Transcription of structural genes required for phospholipid biosynthesis in the yeast Saccharomyces cerevisiae is repressed by high concentrations of inositol and choline. The ICRE (inositol/choline-responsive element), which is necessary and sufficient for regulation by phospholipid precursors, functions as a binding site for the heterodimeric Ino2/Ino4 activator. ICRE-dependent transcription becomes constitutive in the absence of the Opi1 repressor. Opi1 contains a leucine zipper motif and two glutamine-rich stretches. In this work we describe a molecular analysis of OPI1 function and expression.
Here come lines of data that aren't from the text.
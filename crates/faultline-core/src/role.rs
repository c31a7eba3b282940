#![forbid(unsafe_code)]

//! Semantic roles for rendered regions.
//!
//! Roles describe user-facing *intent* rather than pixels: a fault
//! fallback announces itself as an alert, an activation control as a
//! button. Widgets annotate the regions they render so harnesses and
//! assistive layers can query meaning instead of scraping cell text.

/// Semantic annotation attached to a rendered region.
#[derive(Debug, Clone, Copy, PartialEq, Eq, Hash, Default)]
pub enum Role {
    /// No particular semantics.
    #[default]
    Generic,
    /// An urgent announcement; fault fallbacks carry this role so the
    /// substituted view is exposed to assistive consumers.
    Alert,
    /// A passive status region.
    Status,
    /// An activatable control.
    Button,
}

impl Role {
    /// Stable textual name, used in diagnostics and serialized reports.
    #[must_use]
    pub const fn as_str(self) -> &'static str {
        match self {
            Self::Generic => "generic",
            Self::Alert => "alert",
            Self::Status => "status",
            Self::Button => "button",
        }
    }
}
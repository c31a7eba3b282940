#![forbid(unsafe_code)]

//! Frame = Buffer + metadata for a render pass.
//!
//! The `Frame` is the render target a `view()` pass writes to. Alongside
//! the cell grid it accumulates two pieces of metadata:
//!
//! - the **component path**: the stack of component names currently being
//!   rendered. Widgets push their name on entry and pop on clean exit.
//!   The pops are deliberate calls, not drop guards, so a panic during a
//!   child render leaves the path frozen exactly at the failure site.
//!   That frozen path is the "component stack" a fault report carries.
//! - **role annotations**: semantic regions (`Role::Alert`,
//!   `Role::Button`, ...) widgets register for the areas they drew, so
//!   tests and assistive layers can ask "is there an alert on screen"
//!   instead of scraping text.

use crate::buffer::Buffer;
use faultline_core::geometry::Rect;
use faultline_core::role::Role;
use smallvec::SmallVec;

/// A region annotated with a semantic role.
#[derive(Debug, Clone, Copy, PartialEq, Eq)]
pub struct RoleRegion {
    pub area: Rect,
    pub role: Role,
}

/// The render target for one pass.
#[derive(Debug)]
pub struct Frame {
    /// The cell grid being drawn.
    pub buffer: Buffer,
    path: SmallVec<[&'static str; 8]>,
    roles: Vec<RoleRegion>,
}

impl Frame {
    /// Create a frame with an empty buffer of the given size.
    ///
    /// # Panics
    ///
    /// Panics if width or height is 0 (see [`Buffer::new`]).
    #[must_use]
    pub fn new(width: u16, height: u16) -> Self {
        Self {
            buffer: Buffer::new(width, height),
            path: SmallVec::new(),
            roles: Vec::new(),
        }
    }

    /// Frame width in columns.
    #[inline]
    #[must_use]
    pub fn width(&self) -> u16 {
        self.buffer.width()
    }

    /// Frame height in rows.
    #[inline]
    #[must_use]
    pub fn height(&self) -> u16 {
        self.buffer.height()
    }

    /// The full frame area.
    #[inline]
    #[must_use]
    pub fn area(&self) -> Rect {
        self.buffer.area()
    }

    // --- component path ---

    /// Enter a named component for the rest of this pass.
    ///
    /// Pair with [`pop_component`](Self::pop_component) on clean exit. Do
    /// not wrap this in a drop guard: an unwinding child must leave its
    /// entry on the path so the failure site stays observable.
    pub fn push_component(&mut self, name: &'static str) {
        self.path.push(name);
    }

    /// Leave the innermost component after a successful render.
    pub fn pop_component(&mut self) {
        self.path.pop();
    }

    /// The component names currently on the path, outermost first.
    #[must_use]
    pub fn component_path(&self) -> &[&'static str] {
        &self.path
    }

    /// Seed the path with an ambient prefix (used when a supervised
    /// scratch frame should inherit its ancestors' names).
    pub fn seed_component_path(&mut self, prefix: &[&'static str]) {
        self.path.clear();
        self.path.extend_from_slice(prefix);
    }

    /// Render the path as a component-stack string, innermost first,
    /// one `    at Name` line per component.
    #[must_use]
    pub fn component_stack_string(&self) -> String {
        let mut out = String::new();
        for name in self.path.iter().rev() {
            out.push_str("    at ");
            out.push_str(name);
            out.push('\n');
        }
        out
    }

    // --- role annotations ---

    /// Annotate a region with a semantic role.
    ///
    /// Empty regions are dropped; later annotations win on overlap.
    pub fn annotate(&mut self, area: Rect, role: Role) {
        if area.is_empty() {
            return;
        }
        self.roles.push(RoleRegion { area, role });
    }

    /// All annotated regions, in registration order.
    #[must_use]
    pub fn role_regions(&self) -> &[RoleRegion] {
        &self.roles
    }

    /// The role at a cell position, if any (latest registration wins).
    #[must_use]
    pub fn role_at(&self, x: u16, y: u16) -> Option<Role> {
        self.roles
            .iter()
            .rev()
            .find(|r| r.area.contains(x, y))
            .map(|r| r.role)
    }

    /// Whether any annotated region carries the given role.
    #[must_use]
    pub fn has_role(&self, role: Role) -> bool {
        self.roles.iter().any(|r| r.role == role)
    }

    /// Drop annotations that intersect `area`.
    ///
    /// A supervisor clears the area it is about to repaint so stale child
    /// annotations never outlive the content that carried them.
    pub fn clear_annotations_in(&mut self, area: Rect) {
        self.roles.retain(|r| !r.area.intersects(&area));
    }

    // --- supervised commit ---

    /// Commit a scratch frame's output for `area` into this frame.
    ///
    /// Copies the cell region and adopts the scratch annotations that fall
    /// inside it. The scratch buffer must have the same dimensions; the
    /// supervisor creates it that way so child coordinates line up.
    pub fn commit(&mut self, scratch: &Frame, area: Rect) {
        self.buffer.copy_area_from(&scratch.buffer, area);
        for region in &scratch.roles {
            if region.area.intersects(&area) {
                self.roles.push(*region);
            }
        }
    }
}

#[cfg(test)]
mod tests {
    use super::*;
    use crate::cell::Cell;
    use crate::style::Style;

    #[test]
    fn push_pop_component_path() {
        let mut frame = Frame::new(4, 2);
        frame.push_component("App");
        frame.push_component("Child");
        assert_eq!(frame.component_path(), &["App", "Child"]);
        frame.pop_component();
        assert_eq!(frame.component_path(), &["App"]);
    }

    #[test]
    fn component_stack_string_is_innermost_first() {
        let mut frame = Frame::new(4, 2);
        frame.push_component("App");
        frame.push_component("BombButton");
        assert_eq!(
            frame.component_stack_string(),
            "    at BombButton\n    at App\n"
        );
    }

    #[test]
    fn seed_replaces_path() {
        let mut frame = Frame::new(4, 2);
        frame.push_component("Old");
        frame.seed_component_path(&["App", "FaultBoundary"]);
        assert_eq!(frame.component_path(), &["App", "FaultBoundary"]);
    }

    #[test]
    fn annotate_and_query_roles() {
        let mut frame = Frame::new(10, 4);
        frame.annotate(Rect::new(0, 0, 5, 1), Role::Button);
        assert!(frame.has_role(Role::Button));
        assert!(!frame.has_role(Role::Alert));
        assert_eq!(frame.role_at(2, 0), Some(Role::Button));
        assert_eq!(frame.role_at(7, 0), None);
    }

    #[test]
    fn annotate_drops_empty_regions() {
        let mut frame = Frame::new(10, 4);
        frame.annotate(Rect::new(0, 0, 0, 1), Role::Alert);
        assert!(frame.role_regions().is_empty());
    }

    #[test]
    fn latest_annotation_wins() {
        let mut frame = Frame::new(10, 4);
        frame.annotate(Rect::new(0, 0, 4, 1), Role::Button);
        frame.annotate(Rect::new(0, 0, 4, 1), Role::Alert);
        assert_eq!(frame.role_at(0, 0), Some(Role::Alert));
    }

    #[test]
    fn clear_annotations_in_area() {
        let mut frame = Frame::new(10, 4);
        frame.annotate(Rect::new(0, 0, 4, 1), Role::Button);
        frame.annotate(Rect::new(0, 2, 4, 1), Role::Status);
        frame.clear_annotations_in(Rect::new(0, 0, 10, 1));
        assert!(!frame.has_role(Role::Button));
        assert!(frame.has_role(Role::Status));
    }

    #[test]
    fn commit_copies_cells_and_roles() {
        let mut frame = Frame::new(6, 2);
        let mut scratch = Frame::new(6, 2);
        scratch.buffer.set(1, 0, Cell::from_char('x'));
        scratch.buffer.set_string(0, 1, "below", Style::new(), 6);
        scratch.annotate(Rect::new(0, 0, 6, 1), Role::Button);

        frame.commit(&scratch, Rect::new(0, 0, 6, 1));
        assert_eq!(frame.buffer.get(1, 0).unwrap().as_char(), Some('x'));
        // Row outside the committed area is untouched.
        assert_eq!(frame.buffer.row_text(1), "");
        assert!(frame.has_role(Role::Button));
    }
}
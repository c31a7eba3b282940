#![forbid(unsafe_code)]

//! The fault boundary: supervised renders, fallback substitution, and
//! one-shot reporting.
//!
//! # Supervision model
//! A [`FaultBoundary`] owns exactly one child widget. While healthy it
//! renders the child into a *scratch* frame under `catch_unwind`; only a
//! successful pass is committed to the real frame, so a panicking child
//! can never leave half-drawn output behind. On a panic the boundary
//! captures the payload, the component path frozen at the failure site,
//! and a timestamp; reports once to its [`FaultSink`]; latches into the
//! faulted state; and renders the fallback — all inside the same render
//! pass, so no observer ever sees an intermediate state.
//!
//! # Recovery
//! The faulted state is sticky. Swapping the child of a faulted boundary
//! does not clear it; the owner recovers by constructing a fresh
//! boundary (the re-keying analogue). See `replace_child`.
//!
//! # What is NOT contained
//! Panics raised outside a supervised render (update handlers, tasks,
//! the fallback's own render) propagate unchanged.

use crate::report::{FaultMetadata, FaultSink, NullSink};
use crate::{Label, Widget};
use faultline_core::geometry::Rect;
use faultline_core::role::Role;
use faultline_render::frame::Frame;
use faultline_render::style::Style;
use std::any::Any;
use std::borrow::Cow;
use std::cell::RefCell;
use std::fmt;
use std::panic::{catch_unwind, AssertUnwindSafe};
use std::sync::Arc;
use web_time::{SystemTime, UNIX_EPOCH};

/// Default fallback text. Deployments that need different wording set a
/// per-boundary override instead of patching this constant.
pub const DEFAULT_FALLBACK_TEXT: &str = "Something went wrong.";

/// A captured render panic: the original payload plus a best-effort
/// extracted message.
///
/// The payload is carried unwrapped so report consumers can downcast to
/// the exact value the subtree raised; nothing is lost in transit.
pub struct RenderFault {
    message: String,
    payload: Box<dyn Any + Send>,
}

impl RenderFault {
    /// Build a fault from a payload captured by `catch_unwind`.
    #[must_use]
    pub fn from_payload(payload: Box<dyn Any + Send>) -> Self {
        let message = if let Some(s) = payload.downcast_ref::<&'static str>() {
            (*s).to_string()
        } else if let Some(s) = payload.downcast_ref::<String>() {
            s.clone()
        } else {
            "<opaque panic payload>".to_string()
        };
        Self { message, payload }
    }

    /// The extracted panic message.
    #[must_use]
    pub fn message(&self) -> &str {
        &self.message
    }

    /// The raised value, exactly as the subtree panicked with it.
    #[must_use]
    pub fn payload(&self) -> &(dyn Any + Send) {
        self.payload.as_ref()
    }

    /// Downcast the payload to its concrete type.
    #[must_use]
    pub fn downcast_ref<T: 'static>(&self) -> Option<&T> {
        self.payload.downcast_ref::<T>()
    }
}

impl fmt::Debug for RenderFault {
    fn fmt(&self, f: &mut fmt::Formatter<'_>) -> fmt::Result {
        f.debug_struct("RenderFault")
            .field("message", &self.message)
            .finish_non_exhaustive()
    }
}

impl fmt::Display for RenderFault {
    fn fmt(&self, f: &mut fmt::Formatter<'_>) -> fmt::Result {
        f.write_str(&self.message)
    }
}

/// Immutable record of one contained failure.
#[derive(Debug)]
pub struct FailureRecord {
    fault: RenderFault,
    metadata: FaultMetadata,
}

impl FailureRecord {
    /// The captured fault.
    #[must_use]
    pub fn fault(&self) -> &RenderFault {
        &self.fault
    }

    /// Metadata captured at interception time.
    #[must_use]
    pub fn metadata(&self) -> &FaultMetadata {
        &self.metadata
    }
}

/// Boundary lifecycle state.
#[derive(Debug, Default)]
pub enum BoundaryState {
    /// No captured failure; the child renders normally.
    #[default]
    Healthy,
    /// A failure has been captured; only the fallback renders.
    Faulted(FailureRecord),
}

impl BoundaryState {
    /// Whether a failure has been captured.
    #[must_use]
    pub fn is_faulted(&self) -> bool {
        matches!(self, Self::Faulted(_))
    }
}

/// What to render in place of a faulted subtree.
pub enum FallbackSpec {
    /// The built-in alert: [`DEFAULT_FALLBACK_TEXT`] with [`Role::Alert`].
    Default,
    /// Override text, still rendered as an alert.
    Text(Cow<'static, str>),
    /// Caller-supplied substitute widget; takes full control of the area
    /// including role annotations.
    Widget(Box<dyn Widget>),
}

impl fmt::Debug for FallbackSpec {
    fn fmt(&self, f: &mut fmt::Formatter<'_>) -> fmt::Result {
        match self {
            Self::Default => write!(f, "Default"),
            Self::Text(t) => f.debug_tuple("Text").field(t).finish(),
            Self::Widget(_) => write!(f, "Widget(..)"),
        }
    }
}

/// A stateful container that supervises exactly one child subtree.
///
/// State lives behind a `RefCell` because `Widget::render` takes `&self`
/// while interception must latch the failure; the render cycle is
/// single-threaded and the boundary is the only reader and writer.
pub struct FaultBoundary {
    child: Box<dyn Widget>,
    fallback: FallbackSpec,
    sink: Arc<dyn FaultSink>,
    state: RefCell<BoundaryState>,
}

impl FaultBoundary {
    /// Supervise `child` with the default fallback and a discard sink.
    pub fn new(child: impl Widget + 'static) -> Self {
        Self {
            child: Box::new(child),
            fallback: FallbackSpec::Default,
            sink: Arc::new(NullSink),
            state: RefCell::new(BoundaryState::Healthy),
        }
    }

    /// Inject the reporting collaborator.
    #[must_use]
    pub fn with_sink(mut self, sink: Arc<dyn FaultSink>) -> Self {
        self.sink = sink;
        self
    }

    /// Override the fallback text.
    #[must_use]
    pub fn with_fallback_text(mut self, text: impl Into<Cow<'static, str>>) -> Self {
        self.fallback = FallbackSpec::Text(text.into());
        self
    }

    /// Supply a substitute widget as the fallback.
    #[must_use]
    pub fn with_fallback_widget(mut self, widget: impl Widget + 'static) -> Self {
        self.fallback = FallbackSpec::Widget(Box::new(widget));
        self
    }

    /// Whether a failure has been captured.
    #[must_use]
    pub fn is_faulted(&self) -> bool {
        self.state.borrow().is_faulted()
    }

    /// Inspect the captured failure, if any.
    pub fn with_failure<R>(&self, f: impl FnOnce(&FailureRecord) -> R) -> Option<R> {
        match &*self.state.borrow() {
            BoundaryState::Faulted(record) => Some(f(record)),
            BoundaryState::Healthy => None,
        }
    }

    /// Swap the supervised child.
    ///
    /// Deliberately does NOT clear a captured failure: changing children
    /// under a faulted boundary keeps the fallback. Recovery requires a
    /// fresh boundary instance.
    pub fn replace_child(&mut self, child: impl Widget + 'static) {
        self.child = Box::new(child);
    }

    fn render_fallback(&self, area: Rect, frame: &mut Frame) {
        match &self.fallback {
            FallbackSpec::Default => {
                Label::new(DEFAULT_FALLBACK_TEXT)
                    .style(Style::new().bold())
                    .role(Role::Alert)
                    .render(area, frame);
            }
            FallbackSpec::Text(text) => {
                Label::new(text.clone())
                    .style(Style::new().bold())
                    .role(Role::Alert)
                    .render(area, frame);
            }
            // A panic here is fatal by contract; the handler does not
            // supervise its own substitute.
            FallbackSpec::Widget(widget) => widget.render(area, frame),
        }
    }

    fn intercept(&self, payload: Box<dyn Any + Send>, scratch: &Frame) -> FailureRecord {
        let fault = RenderFault::from_payload(payload);
        let metadata = FaultMetadata {
            component_stack: scratch.component_stack_string(),
            timestamp_ms: epoch_millis(),
        };

        tracing::error!(
            fault = fault.message(),
            component_stack = %metadata.component_stack,
            "render fault contained"
        );

        // Report before the fallback is committed, but never let the sink
        // take the render pass down with it.
        let sink = Arc::clone(&self.sink);
        let report = catch_unwind(AssertUnwindSafe(|| sink.report(&fault, &metadata)));
        if report.is_err() {
            tracing::warn!("fault sink panicked; report dropped");
        }

        FailureRecord { fault, metadata }
    }
}

impl Widget for FaultBoundary {
    fn render(&self, area: Rect, frame: &mut Frame) {
        frame.push_component("FaultBoundary");

        if self.state.borrow().is_faulted() {
            // Already latched: fallback only, no re-report.
            self.render_fallback(area, frame);
            frame.pop_component();
            return;
        }

        // Supervised render: the child draws into a scratch frame seeded
        // with the ambient component path. Nothing is committed until the
        // outcome is known.
        let mut scratch = Frame::new(frame.width(), frame.height());
        scratch.seed_component_path(frame.component_path());

        let outcome = {
            let child = &self.child;
            catch_unwind(AssertUnwindSafe(|| child.render(area, &mut scratch)))
        };

        match outcome {
            Ok(()) => {
                frame.commit(&scratch, area);
            }
            Err(payload) => {
                let record = self.intercept(payload, &scratch);
                *self.state.borrow_mut() = BoundaryState::Faulted(record);
                frame.clear_annotations_in(area);
                self.render_fallback(area, frame);
            }
        }

        frame.pop_component();
    }
}

fn epoch_millis() -> u64 {
    SystemTime::now()
        .duration_since(UNIX_EPOCH)
        .map(|d| d.as_millis() as u64)
        .unwrap_or(0)
}
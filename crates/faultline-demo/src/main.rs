#![forbid(unsafe_code)]

//! Scripted headless demo.
//!
//! Runs the two-boundary layout through the simulator: render, detonate
//! the left bomb, render again, detonate the right one, render once
//! more. Fault reports go to stdout as JSON lines; frames are printed
//! between them. Set `RUST_LOG=debug` for the tracing feed on stderr.

mod app;

use app::DemoApp;
use faultline_core::event::{Event, KeyCode, KeyEvent};
use faultline_render::frame::Frame;
use faultline_runtime::ProgramSimulator;
use faultline_widgets::report::install_panic_capture_hook;
use faultline_widgets::JsonlFaultSink;
use std::sync::Arc;

fn main() {
    tracing_subscriber::fmt()
        .with_env_filter(
            tracing_subscriber::EnvFilter::from_default_env()
                .add_directive(tracing::Level::INFO.into()),
        )
        .with_writer(std::io::stderr)
        .init();
    install_panic_capture_hook();

    let sink = Arc::new(JsonlFaultSink::stdout());
    let mut sim = ProgramSimulator::new(DemoApp::new(sink));
    sim.init();
    for line in sim.logs() {
        println!("{line}");
    }

    print_frame("initial", sim.capture_frame(60, 4));

    sim.inject_events(&[key('1')]);
    print_frame("after detonating left", sim.capture_frame(60, 4));

    sim.inject_events(&[key('2')]);
    print_frame("after detonating right", sim.capture_frame(60, 4));

    sim.inject_events(&[key('q')]);
    tracing::info!(running = sim.is_running(), "demo finished");
}

fn key(c: char) -> Event {
    Event::Key(KeyEvent::press(KeyCode::Char(c)))
}

fn print_frame(label: &str, frame: &Frame) {
    println!("--- {label} ---");
    for y in 0..frame.height() {
        println!("{}", frame.buffer.row_text(y));
    }
}
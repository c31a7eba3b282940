//! End-to-end containment scenarios: boundary + bomb, sibling isolation,
//! custom fallbacks, and recovery by re-instantiation.

use faultline_core::geometry::Rect;
use faultline_core::role::Role;
use faultline_render::frame::Frame;
use faultline_widgets::report::install_panic_capture_hook;
use faultline_widgets::{
    BombButton, FaultBoundary, Label, MemorySink, Widget, BOMB_PANIC_MESSAGE,
    DEFAULT_FALLBACK_TEXT,
};
use std::sync::Arc;

fn full(frame: &Frame) -> Rect {
    frame.area()
}

#[test]
fn bomb_scenario_mount_press_fallback() {
    install_panic_capture_hook();
    let sink = Arc::new(MemorySink::new());
    let bomb = Arc::new(BombButton::new());
    let boundary = FaultBoundary::new(bomb.clone()).with_sink(sink.clone());

    // Mount: button is visible, nothing reported.
    let mut frame = Frame::new(40, 3);
    boundary.render(full(&frame), &mut frame);
    assert!(frame.buffer.contains_text("\u{1F4A3}"));
    assert!(frame.has_role(Role::Button));
    assert!(sink.is_empty());

    // Press, then the next pass detonates.
    bomb.press();
    let mut frame = Frame::new(40, 3);
    boundary.render(full(&frame), &mut frame);

    // Fallback visible, trigger control gone, alert role exposed.
    assert!(frame.buffer.contains_text(DEFAULT_FALLBACK_TEXT));
    assert!(!frame.buffer.contains_text("\u{1F4A3}"));
    assert!(frame.has_role(Role::Alert));
    assert!(!frame.has_role(Role::Button));

    // Exactly one report, carrying the original payload and metadata.
    let reports = sink.reports();
    assert_eq!(reports.len(), 1);
    assert_eq!(reports[0].message, BOMB_PANIC_MESSAGE);
    assert_eq!(reports[0].static_payload, Some(BOMB_PANIC_MESSAGE));
    assert!(!reports[0].metadata.component_stack.is_empty());
    assert!(reports[0].metadata.component_stack.contains("at BombButton"));
    assert!(reports[0].metadata.timestamp_ms > 0);
}

#[test]
fn custom_fallback_scenario() {
    install_panic_capture_hook();
    let bomb = BombButton::new();
    bomb.press();
    let boundary = FaultBoundary::new(bomb).with_fallback_text("There was a problem");

    let mut frame = Frame::new(40, 3);
    boundary.render(full(&frame), &mut frame);

    assert!(frame.buffer.contains_text("There was a problem"));
    assert!(!frame.buffer.contains_text(DEFAULT_FALLBACK_TEXT));
}

#[test]
fn sibling_boundaries_are_independent() {
    install_panic_capture_hook();
    let first_sink = Arc::new(MemorySink::new());
    let second_sink = Arc::new(MemorySink::new());

    let first_bomb = BombButton::new();
    first_bomb.press();
    let first = FaultBoundary::new(first_bomb).with_sink(first_sink.clone());

    let second = FaultBoundary::new(BombButton::new()).with_sink(second_sink.clone());

    // Side-by-side: first pair in the top row, second pair below.
    let mut frame = Frame::new(40, 4);
    first.render(Rect::new(0, 0, 40, 2), &mut frame);
    second.render(Rect::new(0, 2, 40, 2), &mut frame);

    // First contains its fault and reports once.
    assert!(first.is_faulted());
    assert_eq!(first_sink.len(), 1);
    assert!(frame.buffer.row_text(0).contains(DEFAULT_FALLBACK_TEXT));

    // Second is untouched: trigger still present, no state change, no report.
    assert!(!second.is_faulted());
    assert!(second_sink.is_empty());
    assert!(frame.buffer.row_text(2).contains("\u{1F4A3}"));
    assert_eq!(frame.role_at(0, 2), Some(Role::Button));
}

#[test]
fn shared_sink_receives_one_report_per_boundary() {
    install_panic_capture_hook();
    let sink = Arc::new(MemorySink::new());

    for _ in 0..2 {
        let bomb = BombButton::new();
        bomb.press();
        let boundary = FaultBoundary::new(bomb).with_sink(sink.clone());
        let mut frame = Frame::new(40, 2);
        boundary.render(full(&frame), &mut frame);
        // Re-render while faulted: no additional report.
        let mut frame = Frame::new(40, 2);
        boundary.render(full(&frame), &mut frame);
    }

    assert_eq!(sink.len(), 2);
}

#[test]
fn reinstantiation_restores_children() {
    install_panic_capture_hook();
    let bomb = BombButton::new();
    bomb.press();
    let boundary = FaultBoundary::new(bomb);
    let mut frame = Frame::new(40, 2);
    boundary.render(full(&frame), &mut frame);
    assert!(boundary.is_faulted());

    // The re-keying analogue: drop the instance, build a fresh one.
    drop(boundary);
    let boundary = FaultBoundary::new(BombButton::new());
    let mut frame = Frame::new(40, 2);
    boundary.render(full(&frame), &mut frame);

    assert!(!boundary.is_faulted());
    assert!(frame.buffer.contains_text("\u{1F4A3}"));
}

#[test]
fn nested_boundary_contains_at_first_ancestor() {
    install_panic_capture_hook();
    let inner_sink = Arc::new(MemorySink::new());
    let outer_sink = Arc::new(MemorySink::new());

    let bomb = BombButton::new();
    bomb.press();
    let inner = FaultBoundary::new(bomb).with_sink(inner_sink.clone());
    let outer = FaultBoundary::new(inner).with_sink(outer_sink.clone());

    let mut frame = Frame::new(40, 2);
    outer.render(full(&frame), &mut frame);

    // The innermost boundary handles it; the outer one never notices.
    assert!(!outer.is_faulted());
    assert_eq!(inner_sink.len(), 1);
    assert!(outer_sink.is_empty());
    assert!(frame.buffer.contains_text(DEFAULT_FALLBACK_TEXT));
}

#[test]
fn boundary_renders_plain_children_unchanged() {
    let sink = Arc::new(MemorySink::new());
    let boundary = FaultBoundary::new(Label::new("hello world")).with_sink(sink.clone());

    let mut supervised = Frame::new(40, 2);
    boundary.render(full(&supervised), &mut supervised);

    let mut bare = Frame::new(40, 2);
    Label::new("hello world").render(bare.area(), &mut bare);

    assert_eq!(supervised.buffer, bare.buffer);
    assert!(sink.is_empty());
}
Opi1 mutant variants altered at the leucine zipper and a glutamine-rich region, respectively, were no longer functional repressors. In contrast, an Opi1 deletion variant lacking the N-terminal 106 amino acids still mediated negative regulation. Although the leucine zipper suggests that Opi1 may act as a DNA-binding protein, our data do not support a direct interaction with the ICRE. Despite its function as an antagonist of INO2 and INO4, expression of OPI1 is stimulated by an upstream ICRE. Overexpression of OPI1 under control of the GAL1 promoter severely inhibited activation of ICRE-dependent genes, leading to inositol-requiring cells. Growth inhibition of GAL1-OPI1 was observed with INO2 and INO4 alleles activated by either the natural promoter or a heterologous control region. Although induction of GAL1-OPI1 strongly repressed ICRE-dependent gene expression, the concentration of the Ino2/Ino4 activator remained unchanged. This finding suggests that differential expression of phospholipid biosynthetic genes may occur even in the presence of a constant amount of the specific activator.